360 dzieci na lipiec i 315 na sierpień zgłosili rodzice do przedszkoli miejskich.
- Na tej podstawie ustalono ilość grupy oraz placówki, które będą pełniły dyżury - informuje rzecznik prezydenta Robert Karelus.- Rodzice dzieci otrzymali już informacje na ten temat w swoich macierzystych przedszkolach.
W lipcu czynne będą przedszkola miejskie numer 1, 5 oraz 11. W pierwszym dzieci podzielone będą na siedem grup, a w „piątce” i „jedenastce” na cztery. Z kolei w sierpniu dyżury pełnić będą przedszkola miejskie nr 3 i 10. W pierwszym będzie funkcjonować sześć grup. Natomiast w drugim siedem.

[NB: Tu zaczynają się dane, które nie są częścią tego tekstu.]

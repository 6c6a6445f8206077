/// Domain-specific error types for the reporting pipeline.
/// Every failure is fatal to the single call that hit it:
/// - Malformed CSV rows abort ingestion (no partial-row recovery)
/// - Missing business dates are NOT errors (zero-filled by the aggregator)
#[derive(Debug, thiserror::Error)]
pub enum DashboardError {
    #[error("io error: {0}")]
    Io(String),

    #[error("csv error: {0}")]
    Csv(String),

    #[error("parse error: {0}")]
    Parse(String),

    #[error("serialize error: {0}")]
    Serialize(String),

    #[error("config error: {0}")]
    Config(String),

    #[error("server error: {0}")]
    Server(String),
}

impl From<std::io::Error> for DashboardError {
    fn from(e: std::io::Error) -> Self {
        DashboardError::Io(e.to_string())
    }
}

impl From<csv::Error> for DashboardError {
    fn from(e: csv::Error) -> Self {
        DashboardError::Csv(e.to_string())
    }
}

impl From<serde_json::Error> for DashboardError {
    fn from(e: serde_json::Error) -> Self {
        DashboardError::Serialize(e.to_string())
    }
}

impl From<chrono::ParseError> for DashboardError {
    fn from(e: chrono::ParseError) -> Self {
        DashboardError::Parse(e.to_string())
    }
}

pub type DashboardResult<T> = Result<T, DashboardError>;
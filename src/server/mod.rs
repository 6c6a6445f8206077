pub mod routes;

use crate::config::AppConfig;
use crate::errors::{DashboardError, DashboardResult};
use crate::ingest;
use crate::metrics::export::{write_export, DashboardExport};
use crate::state::AppState;
use axum::http::{header, HeaderValue};
use axum::routing::{get, post};
use axum::Router;
use std::sync::Arc;
use tower_http::cors::{Any, CorsLayer};
use tower_http::services::{ServeDir, ServeFile};
use tower_http::set_header::SetResponseHeaderLayer;

/// API routes plus the dashboard directory as a static fallback.
/// Every response is marked uncacheable so the browser always sees the
/// latest export.
pub fn build_router(state: Arc<AppState>) -> Router {
    let dashboard_dir = state.config.dashboard_dir.clone();
    let static_files = ServeDir::new(&dashboard_dir)
        .fallback(ServeFile::new(dashboard_dir.join("index.html")));

    Router::new()
        .route("/api/dashboard", get(routes::get_dashboard))
        .route("/api/summary", get(routes::get_summary))
        .route("/api/daily", get(routes::get_daily))
        .route("/api/platforms", get(routes::get_platforms))
        .route("/api/campaigns", get(routes::get_campaigns))
        .route("/api/refresh", post(routes::refresh))
        .route("/api/counters", get(routes::get_counters))
        .fallback_service(static_files)
        .layer(axum::middleware::from_fn_with_state(
            state.clone(),
            routes::count_requests,
        ))
        .layer(SetResponseHeaderLayer::overriding(
            header::CACHE_CONTROL,
            HeaderValue::from_static("no-cache, no-store, must-revalidate"),
        ))
        .layer(SetResponseHeaderLayer::overriding(
            header::PRAGMA,
            HeaderValue::from_static("no-cache"),
        ))
        .layer(SetResponseHeaderLayer::overriding(
            header::EXPIRES,
            HeaderValue::from_static("0"),
        ))
        .layer(
            CorsLayer::new()
                .allow_origin(Any)
                .allow_methods(Any)
                .allow_headers(Any),
        )
        .with_state(state)
}

/// Log which of the files the dashboard needs are present.
fn report_static_files(config: &AppConfig) {
    for path in [config.dashboard_dir.join("index.html"), config.output_path.clone()] {
        if path.exists() {
            tracing::info!(path = %path.display(), "found");
        } else {
            tracing::warn!(path = %path.display(), "not found");
        }
    }
}

/// Export served at startup. Missing or malformed CSVs give the empty
/// export; a failed JSON write is logged and the loaded data is still served.
fn initial_export(config: &AppConfig) -> DashboardExport {
    let dataset = match ingest::load_dataset(&config.data_dir) {
        Ok(dataset) => dataset,
        Err(e) => {
            tracing::warn!(error = %e, "could not load dashboard data; serving empty export");
            return DashboardExport::empty();
        }
    };

    let export = DashboardExport::build(&dataset);
    if let Err(e) = write_export(&export, &config.output_path) {
        tracing::warn!(error = %e, "could not write dashboard json; serving from memory");
    }
    export
}

/// Build the initial export, then serve until Ctrl+C.
pub async fn run_server(config: AppConfig) -> DashboardResult<()> {
    let startup_config = config.clone();
    let initial = tokio::task::spawn_blocking(move || initial_export(&startup_config))
        .await
        .map_err(|e| DashboardError::Server(format!("startup task: {e}")))?;

    report_static_files(&config);

    let addr = format!("0.0.0.0:{}", config.server_port);
    let state = AppState::new(config, initial);
    let app = build_router(state);

    let listener = tokio::net::TcpListener::bind(&addr)
        .await
        .map_err(|e| DashboardError::Server(format!("bind {addr}: {e}")))?;
    tracing::info!("dashboard listening on http://{addr}/");

    axum::serve(listener, app)
        .with_graceful_shutdown(shutdown_signal())
        .await
        .map_err(|e| DashboardError::Server(e.to_string()))?;

    tracing::info!("server stopped");
    Ok(())
}

async fn shutdown_signal() {
    if let Err(e) = tokio::signal::ctrl_c().await {
        tracing::error!(error = %e, "failed to listen for ctrl-c");
    }
}

#[cfg(test)]
mod tests {
    use super::*;
    use crate::config::GeneratorConfig;
    use crate::generator;
    use axum::body::Body;
    use axum::http::{Request, StatusCode};
    use chrono::NaiveDate;
    use tempfile::TempDir;
    use tower::ServiceExt;

    fn test_config(root: &TempDir) -> AppConfig {
        let dashboard_dir = root.path().join("dashboard");
        std::fs::create_dir_all(&dashboard_dir).unwrap();
        std::fs::write(dashboard_dir.join("index.html"), "<html>dashboard</html>").unwrap();
        AppConfig {
            data_dir: root.path().join("data"),
            output_path: dashboard_dir.join("dashboard_data.json"),
            dashboard_dir,
            server_port: 0,
            generator: GeneratorConfig {
                seed: 1,
                start_date: NaiveDate::from_ymd_opt(2024, 1, 1).unwrap(),
                days: 5,
            },
        }
    }

    fn seed_data(config: &AppConfig) -> DashboardExport {
        let data = generator::generate(&config.generator);
        generator::write_csvs(&data, &config.data_dir).unwrap();
        DashboardExport::build(&data)
    }

    async fn send(app: &Router, method: &str, uri: &str) -> (StatusCode, axum::http::HeaderMap, Vec<u8>) {
        let request = Request::builder()
            .method(method)
            .uri(uri)
            .body(Body::empty())
            .unwrap();
        let response = app.clone().oneshot(request).await.unwrap();
        let status = response.status();
        let headers = response.headers().clone();
        let body = axum::body::to_bytes(response.into_body(), usize::MAX)
            .await
            .unwrap()
            .to_vec();
        (status, headers, body)
    }

    fn json(body: &[u8]) -> serde_json::Value {
        serde_json::from_slice(body).unwrap()
    }

    #[tokio::test]
    async fn test_api_views() {
        let root = TempDir::new().unwrap();
        let config = test_config(&root);
        let export = seed_data(&config);
        let app = build_router(AppState::new(config, export));

        let (status, _, body) = send(&app, "GET", "/api/summary").await;
        assert_eq!(status, StatusCode::OK);
        assert!(json(&body)["total_spend"].as_f64().unwrap() > 0.0);

        let (_, _, body) = send(&app, "GET", "/api/daily").await;
        assert_eq!(json(&body)["daily_metrics"].as_array().unwrap().len(), 5);

        let (_, _, body) = send(&app, "GET", "/api/platforms").await;
        assert_eq!(json(&body)["platform_performance"].as_array().unwrap().len(), 3);

        let (_, _, body) = send(&app, "GET", "/api/campaigns").await;
        assert!(!json(&body)["campaign_performance"].as_array().unwrap().is_empty());

        let (_, _, body) = send(&app, "GET", "/api/dashboard").await;
        let v = json(&body);
        for key in ["summary", "daily_metrics", "platform_performance", "campaign_performance", "last_updated"] {
            assert!(v.get(key).is_some(), "missing {key}");
        }

        let (_, _, body) = send(&app, "GET", "/api/counters").await;
        assert_eq!(json(&body)["requests_served"], 6);
    }

    #[tokio::test]
    async fn test_empty_summary() {
        let root = TempDir::new().unwrap();
        let app = build_router(AppState::new(test_config(&root), DashboardExport::empty()));
        let (status, _, body) = send(&app, "GET", "/api/summary").await;
        assert_eq!(status, StatusCode::OK);
        assert_eq!(json(&body), serde_json::json!({}));
    }

    #[tokio::test]
    async fn test_refresh_publishes_and_writes_file() {
        let root = TempDir::new().unwrap();
        let config = test_config(&root);
        seed_data(&config);
        let output = config.output_path.clone();
        let app = build_router(AppState::new(config, DashboardExport::empty()));

        let (status, _, body) = send(&app, "POST", "/api/refresh").await;
        assert_eq!(status, StatusCode::OK);
        assert_eq!(json(&body)["days"], 5);
        assert!(output.exists());

        let (_, _, body) = send(&app, "GET", "/api/daily").await;
        assert_eq!(json(&body)["daily_metrics"].as_array().unwrap().len(), 5);

        // the written file is served as a static asset
        let (status, _, body) = send(&app, "GET", "/dashboard_data.json").await;
        assert_eq!(status, StatusCode::OK);
        assert_eq!(json(&body)["daily_metrics"].as_array().unwrap().len(), 5);
    }

    #[tokio::test]
    async fn test_refresh_failure_keeps_previous_export() {
        let root = TempDir::new().unwrap();
        let config = test_config(&root);
        let export = seed_data(&config);
        std::fs::remove_dir_all(&config.data_dir).unwrap();
        let app = build_router(AppState::new(config, export));

        let (status, _, body) = send(&app, "POST", "/api/refresh").await;
        assert_eq!(status, StatusCode::INTERNAL_SERVER_ERROR);
        assert!(json(&body)["error"].as_str().unwrap().contains("facebook.csv"));

        let (_, _, body) = send(&app, "GET", "/api/daily").await;
        assert_eq!(json(&body)["daily_metrics"].as_array().unwrap().len(), 5);

        let (_, _, body) = send(&app, "GET", "/api/counters").await;
        let counters = json(&body);
        assert_eq!(counters["refresh_failures"], 1);
        assert_eq!(counters["refreshes"], 0);
    }

    #[tokio::test]
    async fn test_static_files_are_not_cached() {
        let root = TempDir::new().unwrap();
        let app = build_router(AppState::new(test_config(&root), DashboardExport::empty()));

        let (status, headers, body) = send(&app, "GET", "/index.html").await;
        assert_eq!(status, StatusCode::OK);
        assert_eq!(body, b"<html>dashboard</html>");
        assert_eq!(headers[header::CACHE_CONTROL], "no-cache, no-store, must-revalidate");
        assert_eq!(headers[header::PRAGMA], "no-cache");
        assert_eq!(headers[header::EXPIRES], "0");

        // unknown paths fall back to the dashboard page
        let (status, _, body) = send(&app, "GET", "/some/view").await;
        assert_eq!(status, StatusCode::OK);
        assert_eq!(body, b"<html>dashboard</html>");
    }

    #[test]
    fn test_initial_export_survives_write_failure() {
        let root = TempDir::new().unwrap();
        let mut config = test_config(&root);
        let expected = seed_data(&config);

        // a regular file where the output's parent directory should be
        let blocker = root.path().join("blocker");
        std::fs::write(&blocker, "not a directory").unwrap();
        config.output_path = blocker.join("dashboard_data.json");

        let export = initial_export(&config);
        assert_eq!(export.daily_metrics.len(), 5);
        assert_eq!(export.daily_metrics, expected.daily_metrics);
        assert!(export.summary.is_some());
        assert!(!config.output_path.exists());
    }

    #[test]
    fn test_initial_export_writes_json() {
        let root = TempDir::new().unwrap();
        let config = test_config(&root);
        seed_data(&config);

        let export = initial_export(&config);
        assert_eq!(export.daily_metrics.len(), 5);
        let written = json(&std::fs::read(&config.output_path).unwrap());
        assert_eq!(written["daily_metrics"].as_array().unwrap().len(), 5);
    }

    #[test]
    fn test_initial_export_without_data_is_empty() {
        let root = TempDir::new().unwrap();
        let config = test_config(&root);

        let export = initial_export(&config);
        assert!(export.summary.is_none());
        assert!(export.daily_metrics.is_empty());
        assert!(!config.output_path.exists());
    }
}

O co tu chodzi? To forum obrońców dzieci czy pań przedszkolanek? A może chcacych się wyszaleć matek. Kto tu jest pracodawcą a kto ma być tylko łaskawcą. I to ma być oswiata
Dyżury przedszkola są dla przedszkolaków. A co z dziećmi które chodzą do żłobka?? W sierpniu nieczynne i nie ma coz dzieckiem zrobic. Nie kazdy ma mozliwosc przebywac tak dlugo na urlopie. Moje dziecko w tym roku konczy zlobek. Do przedszkola sie dostalo alena syzur w sierpniu niestety odmowa. Musimy kombinowac zeby dziecko mialo opieke przez miesiąc bo pracujemy. To jest niedorzecznosc zebydyzuru dla zlobiakow nie bylo...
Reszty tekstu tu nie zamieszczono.